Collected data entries
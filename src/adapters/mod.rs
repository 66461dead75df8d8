//! Adapters layer: Concrete implementations of ports.
//!
//! - `artifact`: JSON pipeline artifact loading and evaluation
//! - `sanitize`: PII filtering for logs

pub mod artifact;
pub mod sanitize;

pub use artifact::{ArtifactError, ArtifactPipeline};
//! Pipeline port: Trait for the externally trained prediction pipeline.
//!
//! The pipeline is an opaque collaborator. This crate depends on its fitted
//! column list and its probability-estimation operation; training, feature
//! engineering, and validation live outside this repository.

use crate::domain::FeatureRow;

/// Errors raised during inference.
///
/// None of these reach the user as-is; the request handler collapses every
/// failure into a single error string at the call boundary.
#[derive(Debug, thiserror::Error)]
pub enum PipelineError {
    #[error("column {0:?} missing from input row")]
    MissingColumn(String),

    #[error("column {column:?}: cannot interpret {value:?} as a number")]
    TypeCoercion { column: String, value: String },

    #[error("pipeline produced a non-finite probability")]
    NonFinite,
}

/// Trait for the trained classification pipeline.
///
/// Implementations expose:
/// - The exact input feature names, in fit order
/// - Probability estimation over a single feature row
pub trait Pipeline: Send + Sync {
    /// The input columns the pipeline was fit on, in fit order.
    ///
    /// The feature-vector builder uses this as the authoritative column list.
    fn feature_names(&self) -> &[String];

    /// Estimate per-class probabilities for a single row.
    ///
    /// Returns `[p(survival), p(mortality)]`; the positive (mortality) class
    /// is index 1. Both values lie in [0, 1] and sum to 1.
    ///
    /// # Errors
    /// Returns `PipelineError::MissingColumn` if the row does not cover the
    /// fitted schema, `PipelineError::TypeCoercion` if a numeric column holds
    /// text that is not a number.
    fn predict_proba(&self, row: &FeatureRow) -> Result<[f64; 2], PipelineError>;
}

### WORK TASK
Keeping every character as it is, restate the lines above that run from the line with "the call boundary." through the line with "String, value: String", both included, and nothing else.

### ANSWER AREA
/// failure into a single error string at the call boundary.
#[derive(Debug, thiserror::Error)]
pub enum PipelineError {
    #[error("column {0:?} missing from input row")]
    MissingColumn(String),

    #[error("column {column:?}: cannot interpret {value:?} as a number")]
    TypeCoercion { column: String, value: String },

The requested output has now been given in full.